Opéra Bastille. Mardi 29 novembre 2016
Paul Hindemith (1895-1963), Sancta Susanna. Anna Caterina Antonacci (Susanna). Photo : (c) Elisa Haberer / Opéra de Paris
L’Opéra de Paris présente depuis mardi à
Bastille un diptyque inédit réunissant deux ouvrages qui n’ont rien à voir
entre eux. Une œuvre-clef du vérisme italien, genre musico littéraire du
tournant des XIXe et XXe siècles puisant dans la vie
réelle de faits divers sanglants exaltés par la musique, Cavalleria Rusticana de Pietro Mascagni (1863-1945) créé en 1884 et
généralement associé à I Pagliacci de
Ruggero Leoncavallo, mais cette fois couplé au bref et troublant opéra expressionniste
allemand Sancta Susanna (1922) de
Paul Hindemith (1895-1963).
Pietro Mascagni (1863-1945), Cavalleria rusticana. Elena Zaremba (Mama Lucia), Elina Garanča (Santuzza). Photo : (c) Julien Benhamou / Opéra de Paris
Sancta
Susanna est encore fort rare en France. Pour ma part, c’est la troisième fois
que je le vois, après Montpellier, où il était associé au Château de Barbe-Bleue de Béla Bartók en juillet 2009, et Lyon en mars 2012 accolé au
deuxième volet du Trittico de Giacomo
Puccini, Suor Angelica. Composé à
partir d’une pièce à scandale de l’auteur expressionniste allemand d’August
Stramm (1874-1915) (1), créé en 1921 à Berlin, l’opéra de Hindemith reflète
l’esprit provocateur de ses deux auteurs. Cet ouvrage suscite aujourd’hui
encore le scandale.

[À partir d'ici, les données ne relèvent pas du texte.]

//! Contact-point seeding.
//!
//! Tips are placed on a grid rotated by 22 degrees about the corner of the
//! mesh bounding box; the rotation supports diagonal overhang edges better
//! than an axis-aligned grid. Candidates are pulled into each overhang part
//! by up to half an overhang step so constant surfaces whose grid points
//! fall between overhang areas still get caught. An overhang part that
//! catches no candidate at all receives one fallback node at its
//! moved-inside bounding-box centre, so small features are not silently
//! dropped.

use super::{insert_dropped_node, Node, NodeLayer, TreeModelVolumes, TreeSupportSettings};
use crate::geometry::{expolygon, polygon_utils, BoundingBox, Point};
use crate::storage::MeshStorage;
use crate::Coord;
use std::f64::consts::PI;

/// Grid rotation; an empirical angle that supports diagonal overhangs well.
const ROTATE_ANGLE: f64 = 22.0 / 180.0 * PI;

/// Seed tip nodes for one mesh into the contact-node layers.
pub fn generate_contact_points(
    mesh: &MeshStorage,
    settings: &TreeSupportSettings,
    volumes: &TreeModelVolumes,
    contact_nodes: &mut [NodeLayer],
) {
    if !mesh.bounding_box.is_defined() {
        return;
    }
    let grid_points = generate_grid_points(&mesh.bounding_box, settings.branch_distance);

    let z_distance_top_layers = settings.z_distance_top_layers;
    let half_overhang_distance =
        (settings.support_angle.tan() * settings.layer_height as f64 / 2.0) as Coord;
    let half_overhang_distance_sq =
        half_overhang_distance as i128 * half_overhang_distance as i128;

    let layer_limit = mesh
        .overhang_areas
        .len()
        .min(contact_nodes.len())
        .saturating_sub(z_distance_top_layers);

    for layer_nr in 1..layer_limit {
        // Support must stay z_distance_top below the overhang it supports.
        let overhang = &mesh.overhang_areas[layer_nr + z_distance_top_layers];
        if overhang.is_empty() {
            continue;
        }

        for overhang_part in overhang {
            // Allow candidates within half an overhang step of the part.
            let overhang_bounds = overhang_part
                .bounding_box()
                .expanded(half_overhang_distance);
            let mut added = false;

            for candidate in &grid_points {
                if !overhang_bounds.contains_point(candidate) {
                    continue;
                }
                let mut candidate = *candidate;
                polygon_utils::move_inside(
                    overhang_part,
                    &mut candidate,
                    0,
                    half_overhang_distance_sq,
                );
                let collides = expolygon::contains(
                    volumes.collision(0, layer_nr),
                    &candidate,
                    true,
                );
                if overhang_part.inside(&candidate, true) && !collides {
                    let contact_node = Node::new(
                        candidate,
                        0,
                        (layer_nr + z_distance_top_layers) % 2 == 1,
                        settings.support_roof_layers,
                        true,
                    );
                    insert_dropped_node(&mut contact_nodes[layer_nr], contact_node);
                    added = true;
                }
            }

            if !added {
                // The grid missed this part entirely; support it anyway.
                let mut candidate = overhang_part.bounding_box().center();
                polygon_utils::move_inside(overhang_part, &mut candidate, 0, i128::MAX);
                let contact_node = Node::new(
                    candidate,
                    0,
                    layer_nr % 2 == 1,
                    settings.support_roof_layers,
                    true,
                );
                insert_dropped_node(&mut contact_nodes[layer_nr], contact_node);
            }
        }
    }
}

/// Generate grid candidates covering the whole mesh footprint.
///
/// The grid is laid out axis-aligned over the bounding box of the mesh box
/// rotated by -22 degrees, then rotated back; rotation pivots on the lower
/// left corner of the original bounding box.
fn generate_grid_points(bounding_box: &BoundingBox, point_spread: Coord) -> Vec<Point> {
    let size = bounding_box.size();

    let mut rotated_bounding_box = BoundingBox::new();
    rotated_bounding_box.merge_point(Point::zero());
    rotated_bounding_box.merge_point(size.rotate(-ROTATE_ANGLE));
    rotated_bounding_box.merge_point(Point::new(0, size.y).rotate(-ROTATE_ANGLE));
    rotated_bounding_box.merge_point(Point::new(size.x, 0).rotate(-ROTATE_ANGLE));

    let mut unrotated_bounding_box = BoundingBox::new();
    unrotated_bounding_box.merge_point(rotated_bounding_box.min.rotate(ROTATE_ANGLE));
    unrotated_bounding_box.merge_point(rotated_bounding_box.max.rotate(ROTATE_ANGLE));
    unrotated_bounding_box.merge_point(
        Point::new(rotated_bounding_box.min.x, rotated_bounding_box.max.y).rotate(ROTATE_ANGLE),
    );
    unrotated_bounding_box.merge_point(
        Point::new(rotated_bounding_box.max.x, rotated_bounding_box.min.y).rotate(ROTATE_ANGLE),
    );

    let mut grid_points = Vec::new();
    let mut x = unrotated_bounding_box.min.x;
    while x <= unrotated_bounding_box.max.x {
        let mut y = unrotated_bounding_box.min.y;
        while y <= unrotated_bounding_box.max.y {
            // Make the points absolute again by adding the position of the
            // lower left corner of the original bounding box.
            grid_points.push(Point::new(x, y).rotate(ROTATE_ANGLE) + bounding_box.min);
            y += point_spread;
        }
        x += point_spread;
    }

    grid_points
}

Le sujet jugé blasphématoire à l’époque de sa conception a
pour axe la frustration et les fantasmes sexuels d’une moniale, Susanna, une
nuit de mai au milieu de laquelle elle entend les cris alanguis d’un couple faisant
l’amour près de la chapelle où elle priait. Exacerbant le désir et les délires
de Susanna qui assimile Jésus et Eros, n’hésitant pas à se dénuder avant de se
vautrer sur le Christ en Croix, Hindemith et Stramm signent une œuvre d’une
demi-heure d’une violence ahurissante. Il ne s’agit peut-être pas d’un
chef-d’œuvre, mais l’ouvrage n’en conserve pas moins un caractère à la fois didactique,
violent, hardi.
Pietro Mascagni (1863-1945), Cavalleria rusticana. Elena Zaremba (Mama Lucia), Elina Garanča (Santuzza). Photo : (c) Julien Benhamou / Opéra de Paris
Inspirée d’une nouvelle de
Giovanni Verga (1840-1922), chef de file du mouvement vériste, l’action de Cavalleria rusticana a pour cadre un
dimanche de Pâques et pour épicentre la place de l’église d’un village sicilien.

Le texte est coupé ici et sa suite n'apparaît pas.